= The task =
Write out every record below exactly, so that nothing differs from what is shown.

= Dataset content =

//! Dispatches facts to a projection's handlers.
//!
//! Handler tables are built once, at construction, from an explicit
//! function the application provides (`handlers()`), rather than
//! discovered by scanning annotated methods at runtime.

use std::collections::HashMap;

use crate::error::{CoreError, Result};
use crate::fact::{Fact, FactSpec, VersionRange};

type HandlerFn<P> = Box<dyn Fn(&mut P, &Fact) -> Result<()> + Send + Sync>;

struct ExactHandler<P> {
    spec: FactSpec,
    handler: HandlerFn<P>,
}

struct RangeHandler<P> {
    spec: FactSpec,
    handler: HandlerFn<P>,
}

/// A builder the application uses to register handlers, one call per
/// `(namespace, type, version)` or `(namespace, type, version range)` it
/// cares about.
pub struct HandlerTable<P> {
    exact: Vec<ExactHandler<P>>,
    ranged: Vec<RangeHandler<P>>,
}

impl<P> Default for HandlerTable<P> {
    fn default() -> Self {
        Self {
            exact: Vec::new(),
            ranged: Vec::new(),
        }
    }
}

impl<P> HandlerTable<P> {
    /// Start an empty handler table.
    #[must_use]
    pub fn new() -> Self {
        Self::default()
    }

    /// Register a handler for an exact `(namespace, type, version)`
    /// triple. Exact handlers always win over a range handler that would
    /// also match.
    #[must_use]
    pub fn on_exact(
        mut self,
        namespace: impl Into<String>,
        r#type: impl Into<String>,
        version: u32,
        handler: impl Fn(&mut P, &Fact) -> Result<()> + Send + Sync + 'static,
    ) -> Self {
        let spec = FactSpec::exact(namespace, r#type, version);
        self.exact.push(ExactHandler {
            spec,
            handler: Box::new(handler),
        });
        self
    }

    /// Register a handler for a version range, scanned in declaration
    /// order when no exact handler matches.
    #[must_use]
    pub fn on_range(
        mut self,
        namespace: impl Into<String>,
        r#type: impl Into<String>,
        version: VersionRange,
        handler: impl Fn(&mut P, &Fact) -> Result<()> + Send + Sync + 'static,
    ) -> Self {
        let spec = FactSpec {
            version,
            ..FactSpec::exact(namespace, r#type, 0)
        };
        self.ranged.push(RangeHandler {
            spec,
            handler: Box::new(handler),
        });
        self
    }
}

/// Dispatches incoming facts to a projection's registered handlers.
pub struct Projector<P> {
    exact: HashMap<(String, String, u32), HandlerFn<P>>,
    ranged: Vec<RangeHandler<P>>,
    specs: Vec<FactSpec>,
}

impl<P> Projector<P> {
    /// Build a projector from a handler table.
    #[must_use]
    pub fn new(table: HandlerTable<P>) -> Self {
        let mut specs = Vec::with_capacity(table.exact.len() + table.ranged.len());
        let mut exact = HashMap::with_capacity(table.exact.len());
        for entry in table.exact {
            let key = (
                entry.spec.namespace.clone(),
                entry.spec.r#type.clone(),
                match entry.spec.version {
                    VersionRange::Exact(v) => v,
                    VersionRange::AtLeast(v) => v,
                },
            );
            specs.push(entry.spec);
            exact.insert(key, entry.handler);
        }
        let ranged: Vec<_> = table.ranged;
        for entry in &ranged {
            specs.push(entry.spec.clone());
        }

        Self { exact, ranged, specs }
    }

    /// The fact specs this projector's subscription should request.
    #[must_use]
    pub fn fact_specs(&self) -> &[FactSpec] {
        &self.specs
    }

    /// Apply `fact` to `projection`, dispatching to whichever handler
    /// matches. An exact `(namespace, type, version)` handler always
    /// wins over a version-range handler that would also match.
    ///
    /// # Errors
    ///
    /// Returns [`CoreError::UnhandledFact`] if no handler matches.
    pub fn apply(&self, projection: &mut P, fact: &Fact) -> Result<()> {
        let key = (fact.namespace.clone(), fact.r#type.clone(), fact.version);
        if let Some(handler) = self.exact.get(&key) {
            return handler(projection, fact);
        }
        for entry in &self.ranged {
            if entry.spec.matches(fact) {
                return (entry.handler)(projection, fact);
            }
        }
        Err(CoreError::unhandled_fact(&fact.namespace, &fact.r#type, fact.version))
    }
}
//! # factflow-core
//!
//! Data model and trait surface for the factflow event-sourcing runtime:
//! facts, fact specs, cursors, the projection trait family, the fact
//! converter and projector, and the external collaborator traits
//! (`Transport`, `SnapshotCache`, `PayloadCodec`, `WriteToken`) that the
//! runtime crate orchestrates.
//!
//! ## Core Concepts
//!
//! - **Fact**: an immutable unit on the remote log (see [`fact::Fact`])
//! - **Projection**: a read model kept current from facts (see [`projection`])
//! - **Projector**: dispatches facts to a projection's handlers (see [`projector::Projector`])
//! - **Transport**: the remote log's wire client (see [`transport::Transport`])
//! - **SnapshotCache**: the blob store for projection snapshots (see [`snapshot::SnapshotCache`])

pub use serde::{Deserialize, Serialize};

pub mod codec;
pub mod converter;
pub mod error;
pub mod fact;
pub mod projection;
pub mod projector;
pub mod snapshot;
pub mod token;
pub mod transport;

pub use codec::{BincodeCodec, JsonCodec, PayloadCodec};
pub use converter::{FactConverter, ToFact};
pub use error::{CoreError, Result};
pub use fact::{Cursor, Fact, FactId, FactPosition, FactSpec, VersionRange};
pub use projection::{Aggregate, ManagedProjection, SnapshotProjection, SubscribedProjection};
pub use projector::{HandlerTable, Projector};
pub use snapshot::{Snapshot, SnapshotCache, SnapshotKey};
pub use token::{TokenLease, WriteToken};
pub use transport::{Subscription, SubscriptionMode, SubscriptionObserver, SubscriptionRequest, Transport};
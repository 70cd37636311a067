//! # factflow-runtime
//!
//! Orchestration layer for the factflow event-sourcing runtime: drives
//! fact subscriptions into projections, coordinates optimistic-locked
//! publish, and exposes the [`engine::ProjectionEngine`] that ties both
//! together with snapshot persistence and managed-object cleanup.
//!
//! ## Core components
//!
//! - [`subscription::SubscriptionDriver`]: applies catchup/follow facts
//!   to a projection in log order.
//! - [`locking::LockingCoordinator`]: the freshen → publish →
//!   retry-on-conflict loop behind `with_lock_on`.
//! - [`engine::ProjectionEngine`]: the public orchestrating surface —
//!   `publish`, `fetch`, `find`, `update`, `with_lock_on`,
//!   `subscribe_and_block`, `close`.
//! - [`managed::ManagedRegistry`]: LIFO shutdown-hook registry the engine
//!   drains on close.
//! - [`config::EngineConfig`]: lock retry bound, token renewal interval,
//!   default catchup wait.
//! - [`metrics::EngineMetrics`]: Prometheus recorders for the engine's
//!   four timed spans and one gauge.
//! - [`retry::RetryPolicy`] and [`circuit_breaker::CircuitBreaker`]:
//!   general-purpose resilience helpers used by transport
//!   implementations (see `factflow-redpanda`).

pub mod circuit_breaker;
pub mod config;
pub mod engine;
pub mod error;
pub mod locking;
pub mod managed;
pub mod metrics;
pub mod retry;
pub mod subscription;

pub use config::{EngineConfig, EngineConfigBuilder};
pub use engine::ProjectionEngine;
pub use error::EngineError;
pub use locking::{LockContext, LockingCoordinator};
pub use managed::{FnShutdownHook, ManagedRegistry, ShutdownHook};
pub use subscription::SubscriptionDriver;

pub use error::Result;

= Response to this task =
//! Dispatches facts to a projection's handlers.
//!
//! Handler tables are built once, at construction, from an explicit
//! function the application provides (`handlers()`), rather than
//! discovered by scanning annotated methods at runtime.

use std::collections::HashMap;

use crate::error::{CoreError, Result};
use crate::fact::{Fact, FactSpec, VersionRange};

type HandlerFn<P> = Box<dyn Fn(&mut P, &Fact) -> Result<()> + Send + Sync>;

struct ExactHandler<P> {
    spec: FactSpec,
    handler: HandlerFn<P>,
}

struct RangeHandler<P> {
    spec: FactSpec,
    handler: HandlerFn<P>,
}

/// A builder the application uses to register handlers, one call per
/// `(namespace, type, version)` or `(namespace, type, version range)` it
/// cares about.
pub struct HandlerTable<P> {
    exact: Vec<ExactHandler<P>>,
    ranged: Vec<RangeHandler<P>>,
}

impl<P> Default for HandlerTable<P> {
    fn default() -> Self {
        Self {
            exact: Vec::new(),
            ranged: Vec::new(),
        }
    }
}

impl<P> HandlerTable<P> {
    /// Start an empty handler table.
    #[must_use]
    pub fn new() -> Self {
        Self::default()
    }

    /// Register a handler for an exact `(namespace, type, version)`
    /// triple. Exact handlers always win over a range handler that would
    /// also match.
    #[must_use]
    pub fn on_exact(
        mut self,
        namespace: impl Into<String>,
        r#type: impl Into<String>,
        version: u32,
        handler: impl Fn(&mut P, &Fact) -> Result<()> + Send + Sync + 'static,
    ) -> Self {
        let spec = FactSpec::exact(namespace, r#type, version);
        self.exact.push(ExactHandler {
            spec,
            handler: Box::new(handler),
        });
        self
    }

    /// Register a handler for a version range, scanned in declaration
    /// order when no exact handler matches.
    #[must_use]
    pub fn on_range(
        mut self,
        namespace: impl Into<String>,
        r#type: impl Into<String>,
        version: VersionRange,
        handler: impl Fn(&mut P, &Fact) -> Result<()> + Send + Sync + 'static,
    ) -> Self {
        let spec = FactSpec {
            version,
            ..FactSpec::exact(namespace, r#type, 0)
        };
        self.ranged.push(RangeHandler {
            spec,
            handler: Box::new(handler),
        });
        self
    }
}

/// Dispatches incoming facts to a projection's registered handlers.
pub struct Projector<P> {
    exact: HashMap<(String, String, u32), HandlerFn<P>>,
    ranged: Vec<RangeHandler<P>>,
    specs: Vec<FactSpec>,
}

impl<P> Projector<P> {
    /// Build a projector from a handler table.
    #[must_use]
    pub fn new(table: HandlerTable<P>) -> Self {
        let mut specs = Vec::with_capacity(table.exact.len() + table.ranged.len());
        let mut exact = HashMap::with_capacity(table.exact.len());
        for entry in table.exact {
            let key = (
                entry.spec.namespace.clone(),
                entry.spec.r#type.clone(),
                match entry.spec.version {
                    VersionRange::Exact(v) => v,
                    VersionRange::AtLeast(v) => v,
                },
            );
            specs.push(entry.spec);
            exact.insert(key, entry.handler);
        }
        let ranged: Vec<_> = table.ranged;
        for entry in &ranged {
            specs.push(entry.spec.clone());
        }

        Self { exact, ranged, specs }
    }

    /// The fact specs this projector's subscription should request.
    #[must_use]
    pub fn fact_specs(&self) -> &[FactSpec] {
        &self.specs
    }

    /// Apply `fact` to `projection`, dispatching to whichever handler
    /// matches. An exact `(namespace, type, version)` handler always
    /// wins over a version-range handler that would also match.
    ///
    /// # Errors
    ///
    /// Returns [`CoreError::UnhandledFact`] if no handler matches.
    pub fn apply(&self, projection: &mut P, fact: &Fact) -> Result<()> {
        let key = (fact.namespace.clone(), fact.r#type.clone(), fact.version);
        if let Some(handler) = self.exact.get(&key) {
            return handler(projection, fact);
        }
        for entry in &self.ranged {
            if entry.spec.matches(fact) {
                return (entry.handler)(projection, fact);
            }
        }
        Err(CoreError::unhandled_fact(&fact.namespace, &fact.r#type, fact.version))
    }
}
//! # factflow-core
//!
//! Data model and trait surface for the factflow event-sourcing runtime:
//! facts, fact specs, cursors, the projection trait family, the fact
//! converter and projector, and the external collaborator traits
//! (`Transport`, `SnapshotCache`, `PayloadCodec`, `WriteToken`) that the
//! runtime crate orchestrates.
//!
//! ## Core Concepts
//!
//! - **Fact**: an immutable unit on the remote log (see [`fact::Fact`])
//! - **Projection**: a read model kept current from facts (see [`projection`])
//! - **Projector**: dispatches facts to a projection's handlers (see [`projector::Projector`])
//! - **Transport**: the remote log's wire client (see [`transport::Transport`])
//! - **SnapshotCache**: the blob store for projection snapshots (see [`snapshot::SnapshotCache`])

pub use serde::{Deserialize, Serialize};

pub mod codec;
pub mod converter;
pub mod error;
pub mod fact;
pub mod projection;
pub mod projector;
pub mod snapshot;
pub mod token;
pub mod transport;

pub use codec::{BincodeCodec, JsonCodec, PayloadCodec};
pub use converter::{FactConverter, ToFact};
pub use error::{CoreError, Result};
pub use fact::{Cursor, Fact, FactId, FactPosition, FactSpec, VersionRange};
pub use projection::{Aggregate, ManagedProjection, SnapshotProjection, SubscribedProjection};
pub use projector::{HandlerTable, Projector};
pub use snapshot::{Snapshot, SnapshotCache, SnapshotKey};
pub use token::{TokenLease, WriteToken};
pub use transport::{Subscription, SubscriptionMode, SubscriptionObserver, SubscriptionRequest, Transport};
repository 70cd37636311a067
//! # factflow-runtime
//!
//! Orchestration layer for the factflow event-sourcing runtime: drives
//! fact subscriptions into projections, coordinates optimistic-locked
//! publish, and exposes the [`engine::ProjectionEngine`] that ties both
//! together with snapshot persistence and managed-object cleanup.
//!
//! ## Core components
//!
//! - [`subscription::SubscriptionDriver`]: applies catchup/follow facts
//!   to a projection in log order.
//! - [`locking::LockingCoordinator`]: the freshen → publish →
//!   retry-on-conflict loop behind `with_lock_on`.
//! - [`engine::ProjectionEngine`]: the public orchestrating surface —
//!   `publish`, `fetch`, `find`, `update`, `with_lock_on`,
//!   `subscribe_and_block`, `close`.
//! - [`managed::ManagedRegistry`]: LIFO shutdown-hook registry the engine
//!   drains on close.
//! - [`config::EngineConfig`]: lock retry bound, token renewal interval,
//!   default catchup wait.
//! - [`metrics::EngineMetrics`]: Prometheus recorders for the engine's
//!   four timed spans and one gauge.
//! - [`retry::RetryPolicy`] and [`circuit_breaker::CircuitBreaker`]:
//!   general-purpose resilience helpers used by transport
//!   implementations (see `factflow-redpanda`).

pub mod circuit_breaker;
pub mod config;
pub mod engine;
pub mod error;
pub mod locking;
pub mod managed;
pub mod metrics;
pub mod retry;
pub mod subscription;

pub use config::{EngineConfig, EngineConfigBuilder};
pub use engine::ProjectionEngine;
pub use error::EngineError;
pub use locking::{LockContext, LockingCoordinator};
pub use managed::{FnShutdownHook, ManagedRegistry, ShutdownHook};
pub use subscription::SubscriptionDriver;

pub use error::Result;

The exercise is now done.